Falta menos de um mês para o Enem, e as palavras arcaicas já começam a sair do armário, como fantasmas que se animam ao toque do calendário. “Quiçá”, “desejoso”, “conquanto” e outras relíquias do vernáculo, que nem nas cartas de amor de nossos avós se veem mais, começam a assombrar as mentes dos jovens que se preparam para o exame.
Mas vamos ser sinceros! Quem, em sã consciência, no calor de uma discussão sobre o VAR no futebol, vira para o amigo e diz, com toda a pompa: “Ora, veja bem, é notório que a exacerbação da violência no certame esportivo requer uma intervenção judicial inequívoca por parte do árbitro”? Pois é, ninguém. Mas o aluno brasileiro, no meio do Enem, ainda acha que precisa escrever assim para não ser jogado para o canto da sala de espera do elevador universitário.
A verdade é que o exame, que já evoluiu em muitos aspectos, continua a ser uma prova assombrada. Os estudantes, coitados, acreditam que, se não enfiar uma mesóclise ou uma locução verbal rebuscada na redação, o corretor vai pegá-los pela orelha e mandá-los direto para o limbo das segundas chamadas.
Esse fenômeno foi justamente o tema de debate na primeira sessão do Ciclo da Cidadania da Língua, realizado no Centro de Pesquisa e Formação do Sesc em São Paulo, com a organização da Associação Portugal Brasil 200 anos e apoio da Unesp. Comigo, Sérgio Rodrigues, colunista desta Folha, colocou o Enem em um terreno fértil para o retorno dos fantasmas colonialistas.
E como chegamos a este ponto? No calor das redes sociais e em conversas de corredor, perpetua-se a crença de que, para triunfar no exame, é preciso vestir a gramática de gala. Como se os examinadores exigissem uma norma culta que já nem mesmo eles usam. Os jovens, enlevados por essa superstição, adentram a prova com um vocabulário que faria Eça de Queirós dar uma risadinha condescendente. “Conquanto me seja pertinente informar-vos,” começa o jovem que, mal sabe, está a preparar-se para ser corrigido por alguém que provavelmente escreve tão coloquialmente quanto manda o bom senso moderno.
No entanto, os tempos são outros. A tal norma culta —ou melhor, a sua versão mais engessada e anacrônica— já não é mais requisitada nem pelos literatos nem pelos professores, e muito menos pelos leitores dos jornais. Nas páginas da Folha, por exemplo, não há traço de mesóclises ou estruturas sintáticas que só Cabral entenderia.
O debate sobre a língua portuguesa no Brasil, e particularmente sobre como ela se manifesta nas provas de acesso ao ensino superior, revela uma verdade incômoda: ainda estamos presos ao passado, mesmo quando já não há razão para isso. A norma culta arcaica, outrora símbolo de prestígio, hoje trava o progresso de quem só precisa comunicar-se bem, de forma clara e objetiva.

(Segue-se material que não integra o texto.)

//! Floor rounding.
//!
//! Published values are always truncated toward negative infinity at a fixed
//! number of decimals, never rounded to nearest. A value that is exactly
//! representable at the target precision in decimal (e.g. `12.345`) but sits a
//! few ULPs below it in binary is treated as that decimal, so rounding twice
//! gives the same result as rounding once.

/// Relative slack, in ULPs of the scaled value, for binary representation error.
const REPRESENTATION_SLACK: f64 = 4.0 * f64::EPSILON;

/// `floor(value * 10^decimals) / 10^decimals`.
pub fn floor_round(value: f64, decimals: u32) -> f64 {
    if !value.is_finite() {
        return value;
    }
    let scale = 10f64.powi(decimals as i32);
    let scaled = value * scale;
    floor_scaled(scaled) / scale
}

/// Floor to a whole number, with the same representation slack as [`floor_round`].
pub fn floor_to_int(value: f64) -> Option<i64> {
    if !value.is_finite() {
        return None;
    }
    let floored = floor_scaled(value);
    if floored < i64::MIN as f64 || floored > i64::MAX as f64 {
        return None;
    }
    Some(floored as i64)
}

fn floor_scaled(scaled: f64) -> f64 {
    let floored = scaled.floor();
    let next = floored + 1.0;
    if next - scaled <= scaled.abs().max(1.0) * REPRESENTATION_SLACK {
        next
    } else {
        floored
    }
}

#[cfg(test)]
mod tests {
    use super::*;
    use proptest::prelude::*;

    #[test]
    fn floors_instead_of_rounding_up() {
        assert_eq!(floor_round(12.3459, 3), 12.345);
        assert_eq!(floor_round(0.999, 2), 0.99);
        assert_eq!(floor_round(-1.231, 2), -1.24);
        assert_eq!(floor_round(7.0, 0), 7.0);
    }

    #[test]
    fn exact_decimals_survive_binary_error() {
        // 12.345 * 1000 is 12344.999999999998 in binary.
        assert_eq!(floor_round(12.345, 3), 12.345);
        // 0.29 * 100 is 28.999999999999996 in binary.
        assert_eq!(floor_to_int(0.29 * 100.0), Some(29));
    }

    #[test]
    fn non_finite_passes_through() {
        assert!(floor_round(f64::NAN, 2).is_nan());
        assert_eq!(floor_round(f64::INFINITY, 2), f64::INFINITY);
        assert_eq!(floor_to_int(f64::NAN), None);
    }

    proptest! {
        #[test]
        fn floor_round_is_idempotent(x in -1.0e6_f64..1.0e6, p in 0_u32..7) {
            let once = floor_round(x, p);
            prop_assert_eq!(floor_round(once, p), once);
        }

        #[test]
        fn floor_round_never_rounds_up(x in -1.0e6_f64..1.0e6, p in 0_u32..7) {
            let rounded = floor_round(x, p);
            prop_assert!(rounded <= x + x.abs() * 1e-12 + 1e-12);
            prop_assert!(x - rounded < 10f64.powi(-(p as i32)) + 1e-9);
        }
    }
}
//! File layout of the score export.

use std::path::{Path, PathBuf};

use tractscore_shared::{BundleConfig, MergeConfig};

/// Input, output and content paths of one export run.
#[derive(Debug, Clone, PartialEq, Eq)]
pub struct ExportPaths {
    /// Root the export manifest's paths are relative to.
    pub score_dir: PathBuf,
    pub tmp_dir: PathBuf,

    pub score_input: PathBuf,
    pub states_input: PathBuf,
    pub centroids_input: PathBuf,
    /// Extraction directory of the county gazetteer archive.
    pub counties_dir: PathBuf,
    pub counties_input: PathBuf,

    pub merged_full: PathBuf,
    pub tiles_csv: PathBuf,
    pub tile_index: PathBuf,
    pub tract_search: PathBuf,

    pub downloadable_dir: PathBuf,
    pub downloadable_csv: PathBuf,
    pub downloadable_xlsx: PathBuf,
    pub codebook_csv: PathBuf,
    pub csv_bundle: PathBuf,
    pub xlsx_bundle: PathBuf,
    pub documentation_bundle: PathBuf,
    pub manifest: PathBuf,

    pub readme: PathBuf,
    pub documentation: Vec<PathBuf>,
}

impl ExportPaths {
    pub fn new(data_dir: &Path, content_dir: &Path, merge: &MergeConfig, bundle: &BundleConfig) -> Self {
        let score_dir = data_dir.join("score");
        let tmp_dir = data_dir.join("tmp").join("score_post");
        let counties_dir = tmp_dir.join("counties");
        let downloadable_dir = score_dir.join("downloadable");

        Self {
            score_input: score_dir.join("csv/full/usa.csv"),
            states_input: data_dir.join("census/csv/fips_states_2010.csv"),
            centroids_input: data_dir.join("census/csv/tract_centroids.csv"),
            counties_input: counties_dir.join(&merge.counties_file),
            counties_dir,

            merged_full: score_dir.join("csv/full/usa_counties.csv"),
            tiles_csv: score_dir.join("csv/tiles/usa.csv"),
            tile_index: score_dir.join("tiles/tile_indexes.json"),
            tract_search: score_dir.join("search/tracts.json"),

            downloadable_csv: downloadable_dir.join("communities-list.csv"),
            downloadable_xlsx: downloadable_dir.join("communities-list.xlsx"),
            codebook_csv: downloadable_dir.join("codebook.csv"),
            csv_bundle: downloadable_dir.join("communities-list-csv.zip"),
            xlsx_bundle: downloadable_dir.join("communities-list-xlsx.zip"),
            documentation_bundle: downloadable_dir.join("data-documentation.zip"),
            manifest: downloadable_dir.join(tractscore_artifacts::MANIFEST_FILE_NAME),
            downloadable_dir,

            readme: content_dir.join(&bundle.readme),
            documentation: bundle.documentation.iter().map(|d| content_dir.join(d)).collect(),

            score_dir,
            tmp_dir,
        }
    }
}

Assim, a mensagem que ecoou pelo Ciclo da Cidadania da Língua foi clara: a língua é território dinâmico, em constante movimento. Quem nela vive, como os jovens que farão o Enem, precisa libertar-se dos espectros antiquados e abraçar o presente. Porque, afinal, o português é bem mais do que um monte de regras; é o que falamos, o que escrevemos e, mais importante, o que vivemos.